Jakarta - Pertandingan antara Timnas Indonesia dengan Malaysia pada laga kandang Kualifikasi Piala Dunia 2022 di Stadion Utama Gelora Bung Karno, Jakarta, tanggal 5 September 2019, yang berakhir dengan kekalahan Timnas Indonesia 3-2 ternyata berbuntut panjang.
Pasalnya, pada pertandingan itu suporter Timnas Indonesia menyerang suporter Malaysia karena Malaysia menyamakan kedudukan. Bahkan, setelah pertandingan usai pun suporter Indonesia masih menyerang pendukung Malaysia.
Di kolompok suporter Malaysia ada Menteri Olahraga Malaysia, Syed Saddiq. Saddiq yang melihat langsung kebrutalan suporter Indonesia itu mengaku dilempar dengan batu dan besi oleh suporter Indonesia. Satu suporter Malaysia luka-luka. Bagi Saddiq ulah suporter Indonesia itu tidak bisa dimaafkan.

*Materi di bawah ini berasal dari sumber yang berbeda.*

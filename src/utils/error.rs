use mongodb::bson::oid::ObjectId;
use validator::{ValidationErrors, ValidationErrorsKind};

use crate::store::StoreError;

/// Failure kinds surfaced by the booking, payment, review and catalog services.
#[derive(Debug, thiserror::Error)]
pub enum AppError {
    #[error("{0}")]
    NotFound(String),
    #[error("{0}")]
    Validation(String),
    #[error("{0}")]
    Unauthorized(String),
    #[error("{0}")]
    Forbidden(String),
    #[error("{0}")]
    Conflict(String),
    /// Payment gateway or other upstream failure; the caller may retry.
    #[error("{0}")]
    Downstream(String),
    #[error(transparent)]
    Store(#[from] StoreError),
    #[error("{0}")]
    Internal(String),
}

pub type AppResult<T> = Result<T, AppError>;

impl AppError {
    pub fn not_found(message: impl Into<String>) -> Self {
        AppError::NotFound(message.into())
    }

    pub fn validation(message: impl Into<String>) -> Self {
        AppError::Validation(message.into())
    }

    pub fn forbidden(message: impl Into<String>) -> Self {
        AppError::Forbidden(message.into())
    }

    pub fn conflict(message: impl Into<String>) -> Self {
        AppError::Conflict(message.into())
    }
}

impl From<ValidationErrors> for AppError {
    fn from(errors: ValidationErrors) -> Self {
        AppError::Validation(describe_validation_errors(&errors))
    }
}

/// Names the first failing field, descending into nested structs
/// (`customer_info.phone`).
pub fn describe_validation_errors(errors: &ValidationErrors) -> String {
    first_invalid_field(errors, "")
        .unwrap_or_else(|| "Invalid request".to_string())
}

fn first_invalid_field(errors: &ValidationErrors, prefix: &str) -> Option<String> {
    let mut fields: Vec<_> = errors.errors().iter().collect();
    fields.sort_by_key(|(name, _)| **name);

    for (name, kind) in fields {
        let path = if prefix.is_empty() {
            name.to_string()
        } else {
            format!("{}.{}", prefix, name)
        };
        match kind {
            ValidationErrorsKind::Field(field_errors) => {
                let message = field_errors
                    .first()
                    .and_then(|e| e.message.as_ref().map(|m| m.to_string()))
                    .unwrap_or_else(|| "is required".to_string());
                return Some(format!("{} {}", path, message));
            }
            ValidationErrorsKind::Struct(nested) => {
                if let Some(found) = first_invalid_field(nested, &path) {
                    return Some(found);
                }
            }
            ValidationErrorsKind::List(items) => {
                for (index, nested) in items {
                    if let Some(found) = first_invalid_field(nested, &format!("{}[{}]", path, index)) {
                        return Some(found);
                    }
                }
            }
        }
    }
    None
}

pub fn parse_object_id(value: &str, field: &str) -> AppResult<ObjectId> {
    ObjectId::parse_str(value.trim())
        .map_err(|_| AppError::Validation(format!("Invalid {}", field)))
}

#[cfg(test)]
mod tests {
    use super::*;
    use validator::Validate;

    #[derive(Validate)]
    struct Inner {
        #[validate(length(min = 1, message = "is required"))]
        phone: String,
    }

    #[derive(Validate)]
    struct Outer {
        #[validate(range(min = 1, message = "must be at least 1"))]
        travelers: i32,
        #[validate]
        inner: Inner,
    }

    #[test]
    fn names_the_failing_field() {
        let outer = Outer { travelers: 2, inner: Inner { phone: String::new() } };
        let err = AppError::from(outer.validate().unwrap_err());
        assert_eq!(err.to_string(), "inner.phone is required");
    }

    #[test]
    fn reports_top_level_fields() {
        let outer = Outer { travelers: 0, inner: Inner { phone: "0712345678".into() } };
        let message = describe_validation_errors(&outer.validate().unwrap_err());
        assert_eq!(message, "travelers must be at least 1");
    }

    #[test]
    fn rejects_malformed_ids() {
        assert!(matches!(parse_object_id("nope", "booking_id"), Err(AppError::Validation(m)) if m == "Invalid booking_id"));
        assert!(parse_object_id(&ObjectId::new().to_hex(), "booking_id").is_ok());
    }
}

Di akun Twitter-nya (@SyedSaddiq) Saddiq menulis cuitan: "Hari ini saya bersama pendukung Harimau Malaya menyaksikan pertandingan Piala Dunia di Stadiun Gelora Bung Karno. Besi, botol dan suar dilemparkan kepada kami beberapa kali ."

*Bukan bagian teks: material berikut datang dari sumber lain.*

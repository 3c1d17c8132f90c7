use log::{error, info, warn};
use mongodb::bson::{oid::ObjectId, DateTime};
use validator::Validate;

use crate::guards::AuthGuard;
use crate::models::{
    Booking, BookingState, BookingStatus, CreateBookingDto, CustomerInfo, Package, PackageStatus,
    Payment, PaymentMethod, PaymentRecordStatus, PaymentStatus, UpdateBookingDto,
};
use crate::store::{BookingFilter, Store};
use crate::utils::{
    generate_transaction_id, parse_date, parse_object_id, AppError, AppResult, Pagination,
};

/// Compare-and-set attempts before a contended booking is reported as a conflict.
pub(crate) const MAX_TRANSITION_ATTEMPTS: usize = 5;

#[derive(Debug)]
pub struct CancellationOutcome {
    pub booking: Booking,
    pub refund: Option<Payment>,
    pub package: Option<Package>,
}

pub struct BookingService;

impl BookingService {
    /// Takes seats with one conditional write, then inserts the booking. A
    /// failed insert hands the seats back.
    pub async fn create(
        store: &dyn Store,
        actor: &AuthGuard,
        dto: CreateBookingDto,
    ) -> AppResult<Booking> {
        dto.validate()?;
        let travel_date = validate_travel_date(&dto.travel_date)?;
        let package_id = parse_object_id(&dto.package_id, "package_id")?;
        let travelers = dto.number_of_travelers;

        let package = store
            .find_package(package_id)
            .await?
            .ok_or_else(|| AppError::not_found("Package not found"))?;
        ensure_bookable(&package, travelers)?;
        ensure_within_package_dates(&package, travel_date)?;

        let total_amount = package.price_for(travelers);
        let free = package.is_free_of_charge();

        if store.reserve_seats(package_id, travelers).await?.is_none() {
            // Lost a race; re-read to report why.
            let current = store
                .find_package(package_id)
                .await?
                .ok_or_else(|| AppError::not_found("Package not found"))?;
            ensure_bookable(&current, travelers)?;
            return Err(AppError::conflict(
                "Package seats changed while booking, please try again",
            ));
        }
        info!("Reserved {} seats on package {}", travelers, package_id);

        let now = DateTime::now();
        let (status, payment_status) = if free {
            (BookingStatus::Confirmed, PaymentStatus::Paid)
        } else {
            (BookingStatus::Pending, PaymentStatus::Pending)
        };
        let mut booking = Booking {
            id: None,
            user_id: actor.user_id,
            package_id,
            customer_info: trimmed(&dto.customer_info),
            travel_date: travel_date.format("%Y-%m-%d").to_string(),
            number_of_travelers: travelers,
            total_amount,
            payment_status,
            status,
            cancellation_reason: None,
            created_at: now,
            updated_at: now,
        };

        match store.insert_booking(&booking).await {
            Ok(id) => {
                booking.id = Some(id);
                info!(
                    "Booking {} created for package {} ({} travelers, status {})",
                    id, package_id, travelers, booking.status
                );
                Ok(booking)
            }
            Err(e) => {
                error!("Booking insert failed, releasing {} seats on {}: {}", travelers, package_id, e);
                if let Err(release_err) = store.release_seats(package_id, travelers).await {
                    error!("Failed to release seats on {}: {}", package_id, release_err);
                }
                Err(e.into())
            }
        }
    }

    pub async fn get(store: &dyn Store, actor: &AuthGuard, booking_id: &str) -> AppResult<Booking> {
        let id = parse_object_id(booking_id, "booking_id")?;
        let booking = load(store, id).await?;
        authorize(actor, &booking)?;
        Ok(booking)
    }

    pub async fn list(
        store: &dyn Store,
        filter: &BookingFilter,
        page: Pagination,
    ) -> AppResult<(Vec<Booking>, u64)> {
        Ok(store.list_bookings(filter, page).await?)
    }

    /// Cancels a pending or confirmed booking, returns its seats exactly once
    /// and records a refund when it had been paid.
    pub async fn cancel(
        store: &dyn Store,
        actor: &AuthGuard,
        booking_id: &str,
        reason: Option<String>,
    ) -> AppResult<CancellationOutcome> {
        let id = parse_object_id(booking_id, "booking_id")?;
        let reason = reason
            .map(|r| r.trim().to_string())
            .filter(|r| !r.is_empty())
            .unwrap_or_else(|| {
                if actor.is_admin() {
                    "Cancelled by admin".to_string()
                } else {
                    "Cancelled by customer".to_string()
                }
            });

        for _ in 0..MAX_TRANSITION_ATTEMPTS {
            let booking = load(store, id).await?;
            authorize(actor, &booking)?;
            if !booking.status.can_transition_to(BookingStatus::Cancelled) {
                return Err(AppError::conflict(format!(
                    "Booking is already {} and cannot be cancelled",
                    booking.status
                )));
            }

            let expected = booking.state();
            let refundable = expected.payment_status == PaymentStatus::Paid && booking.total_amount > 0.0;
            let next = BookingState {
                status: BookingStatus::Cancelled,
                payment_status: if refundable {
                    PaymentStatus::Refunded
                } else {
                    expected.payment_status
                },
            };

            let Some(cancelled) = store
                .transition_booking(id, expected, next, Some(reason.clone()))
                .await?
            else {
                continue;
            };
            info!("Booking {} cancelled by {}", id, actor.user_id);

            // Only the winner of the compare-and-set gets here, so seats and
            // refund are applied once. A failed step undoes the earlier ones.
            let refund = if refundable {
                match record_refund(store, &cancelled, &reason).await {
                    Ok(refund) => Some(refund),
                    Err(e) => {
                        roll_back_cancellation(store, &cancelled, expected, None).await;
                        return Err(e);
                    }
                }
            } else {
                None
            };

            let package = match store
                .release_seats(cancelled.package_id, cancelled.number_of_travelers)
                .await
            {
                Ok(package) => package,
                Err(e) => {
                    roll_back_cancellation(store, &cancelled, expected, refund.as_ref()).await;
                    return Err(e.into());
                }
            };
            if package.is_none() {
                warn!(
                    "Could not return {} seats to package {} for booking {}",
                    cancelled.number_of_travelers, cancelled.package_id, id
                );
            }

            return Ok(CancellationOutcome {
                booking: cancelled,
                refund,
                package,
            });
        }

        Err(AppError::conflict("Booking was modified concurrently, please retry"))
    }

    /// Admin refund: cancels a paid booking, which records the refund.
    pub async fn refund(
        store: &dyn Store,
        actor: &AuthGuard,
        booking_id: &str,
        reason: Option<String>,
    ) -> AppResult<CancellationOutcome> {
        let id = parse_object_id(booking_id, "booking_id")?;
        let booking = load(store, id).await?;
        if booking.payment_status != PaymentStatus::Paid || booking.total_amount <= 0.0 {
            return Err(AppError::conflict("Booking has no captured payment to refund"));
        }
        let outcome = Self::cancel(store, actor, booking_id, reason).await?;
        if outcome.refund.is_none() {
            warn!("Refund requested for booking {} but none was recorded", id);
        }
        Ok(outcome)
    }

    /// Patch through the transition table. Cancellation is delegated to
    /// [`BookingService::cancel`] so seats and refunds stay consistent.
    pub async fn update(
        store: &dyn Store,
        actor: &AuthGuard,
        booking_id: &str,
        dto: UpdateBookingDto,
    ) -> AppResult<Booking> {
        let id = parse_object_id(booking_id, "booking_id")?;
        let booking = load(store, id).await?;
        authorize(actor, &booking)?;

        // Every check runs before the first write.
        let status_change = dto.status.filter(|next| *next != booking.status);
        if let Some(next) = status_change {
            check_status_change(actor, &booking, next)?;
        }
        let details = if dto.customer_info.is_some() || dto.travel_date.is_some() {
            Some(Self::prepare_details(store, &booking, &dto).await?)
        } else {
            None
        };

        let booking = match details {
            Some((customer_info, travel_date)) => store
                .update_booking_details(id, booking.state(), &customer_info, &travel_date)
                .await?
                .ok_or_else(|| AppError::conflict("Booking was modified concurrently, please retry"))?,
            None => booking,
        };

        match status_change {
            None => Ok(booking),
            Some(BookingStatus::Cancelled) => {
                Ok(Self::cancel(store, actor, booking_id, dto.cancellation_reason).await?.booking)
            }
            Some(next) => Self::change_status(store, actor, id, next).await,
        }
    }

    /// Validated customer info and travel date for a details edit.
    async fn prepare_details(
        store: &dyn Store,
        booking: &Booking,
        dto: &UpdateBookingDto,
    ) -> AppResult<(CustomerInfo, String)> {
        if booking.status != BookingStatus::Pending {
            return Err(AppError::conflict(format!(
                "Booking details can only be changed while pending (status: {})",
                booking.status
            )));
        }
        let customer_info = match &dto.customer_info {
            Some(info) => {
                info.validate().map_err(|e| {
                    AppError::validation(format!(
                        "customer_info.{}",
                        crate::utils::describe_validation_errors(&e)
                    ))
                })?;
                trimmed(info)
            }
            None => booking.customer_info.clone(),
        };
        let travel_date = match &dto.travel_date {
            Some(date) => {
                let date = validate_travel_date(date)?;
                if let Some(package) = store.find_package(booking.package_id).await? {
                    ensure_within_package_dates(&package, date)?;
                }
                date.format("%Y-%m-%d").to_string()
            }
            None => booking.travel_date.clone(),
        };
        Ok((customer_info, travel_date))
    }

    async fn change_status(
        store: &dyn Store,
        actor: &AuthGuard,
        id: ObjectId,
        next: BookingStatus,
    ) -> AppResult<Booking> {
        for _ in 0..MAX_TRANSITION_ATTEMPTS {
            let booking = load(store, id).await?;
            check_status_change(actor, &booking, next)?;
            let expected = booking.state();
            let target = BookingState { status: next, ..expected };
            if let Some(updated) = store.transition_booking(id, expected, target, None).await? {
                info!("Booking {} moved from {} to {}", id, expected.status, next);
                return Ok(updated);
            }
        }

        Err(AppError::conflict("Booking was modified concurrently, please retry"))
    }
}

pub(crate) async fn load(store: &dyn Store, id: ObjectId) -> AppResult<Booking> {
    store
        .find_booking(id)
        .await?
        .ok_or_else(|| AppError::not_found("Booking not found"))
}

pub(crate) fn authorize(actor: &AuthGuard, booking: &Booking) -> AppResult<()> {
    if actor.can_act_for(booking.user_id) {
        Ok(())
    } else {
        Err(AppError::forbidden("Not authorized to access this booking"))
    }
}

Itulah sebabnya, seperti yang disampaikan Saddiq kepada wartawan dia akan melaporkan ulah suporter Indonesia tsb. ke FIFA (Fédération Internationale de Football Association yaitu Federasi Sepak Bola Internasional).
Perlakuan suporter Indonesia memang sudah lewat batas karena merupakan tindakan kriminal. Itulah sebabnya Saddiq mengatakan melalui Twitter-nya: "Kejadian ini sangat menyedihkan untuk dunia sepakbola yang mestinya dijadikan media persatuan. Saya berjanji akan menuntut keadilan bagi rakyat Malaysia."

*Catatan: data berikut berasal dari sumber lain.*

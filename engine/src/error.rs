use thiserror::Error;

/// Engine-level error taxonomy. Every fallible engine operation funnels into
/// one of these variants; control handlers turn them into structured replies
/// and never let them cross the socket as panics.
#[derive(Debug, Error, Clone)]
pub enum EngineError {
    /// Bad request data: unknown device, missing file, channel not on the
    /// device, volume out of range. State is left untouched.
    #[error("validation error: {0}")]
    Validation(String),

    /// The decoder could not open or read the source file.
    #[error("decoder error: {0}")]
    Decoder(String),

    /// The DAQ driver refused a task operation or the device disappeared.
    /// Forces the transport back to Idle.
    #[error("device error: {0}")]
    Device(String),

    /// Malformed control message; closes the offending connection.
    #[error("protocol error: {0}")]
    Protocol(String),

    /// An internal invariant was violated. Logged, surfaced, state reset.
    #[error("internal error: {0}")]
    Internal(String),
}

impl EngineError {
    /// Short machine-readable tag used in protocol replies.
    pub fn kind(&self) -> &'static str {
        match self {
            EngineError::Validation(_) => "validation",
            EngineError::Decoder(_) => "decoder",
            EngineError::Device(_) => "device",
            EngineError::Protocol(_) => "protocol",
            EngineError::Internal(_) => "internal",
        }
    }
}

pub type Result<T> = std::result::Result<T, EngineError>;

#[cfg(test)]
mod tests {
    use super::*;

    #[test]
    fn kinds_match_variants() {
        assert_eq!(EngineError::Validation(String::new()).kind(), "validation");
        assert_eq!(EngineError::Decoder(String::new()).kind(), "decoder");
        assert_eq!(EngineError::Device(String::new()).kind(), "device");
        assert_eq!(EngineError::Protocol(String::new()).kind(), "protocol");
        assert_eq!(EngineError::Internal(String::new()).kind(), "internal");
    }

    #[test]
    fn display_carries_the_message() {
        let error = EngineError::Device("task aborted".to_string());
        assert_eq!(error.to_string(), "device error: task aborted");
    }
}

Pengaduan ke FIFA tidak bisa dianggap remeh karena sudah banyak bukti hukuman FIFA tidak pandang bulu. Inggris pernah dilarang FIFA bermain untuk laga internasional selama 5 tahun karena ulah suporter Inggris, dalam hal ini Liverpool, yang berlaga di final Piala Champions 1985 dengan Juventus (Italia). Sebelum hukuman FIFA Perdana Menteri Inggris, Margaret Thatcher, sudah mendesak FA, PSSI-nya Ingggris, untuk melarang tim-tim Inggris berkaga di luar di Eropa.
Tragedi itu disebut Tragedi Heysel yang terjadi pada tanggal 29 Mei 1985. Kerusuhan itu menewaskan 39 orang dan melukai 600 lebih penonton. Laga itu berakhir 1-0 untuk Juventus melalui titik pinalti yang ditendang oleh Michael Platini.
Pengaduan Saddiq ke FIFA ternyata membuahkan hasil. FIFA menghukum PSSI dengan denda sebesar 45 ribu franc swiss (CHF) atau setara dengan Rp 641 juta. PSSI melihat denda lebih baik daripada hukuman, misalnya, melarang PSSI bertanding pada laga internasional.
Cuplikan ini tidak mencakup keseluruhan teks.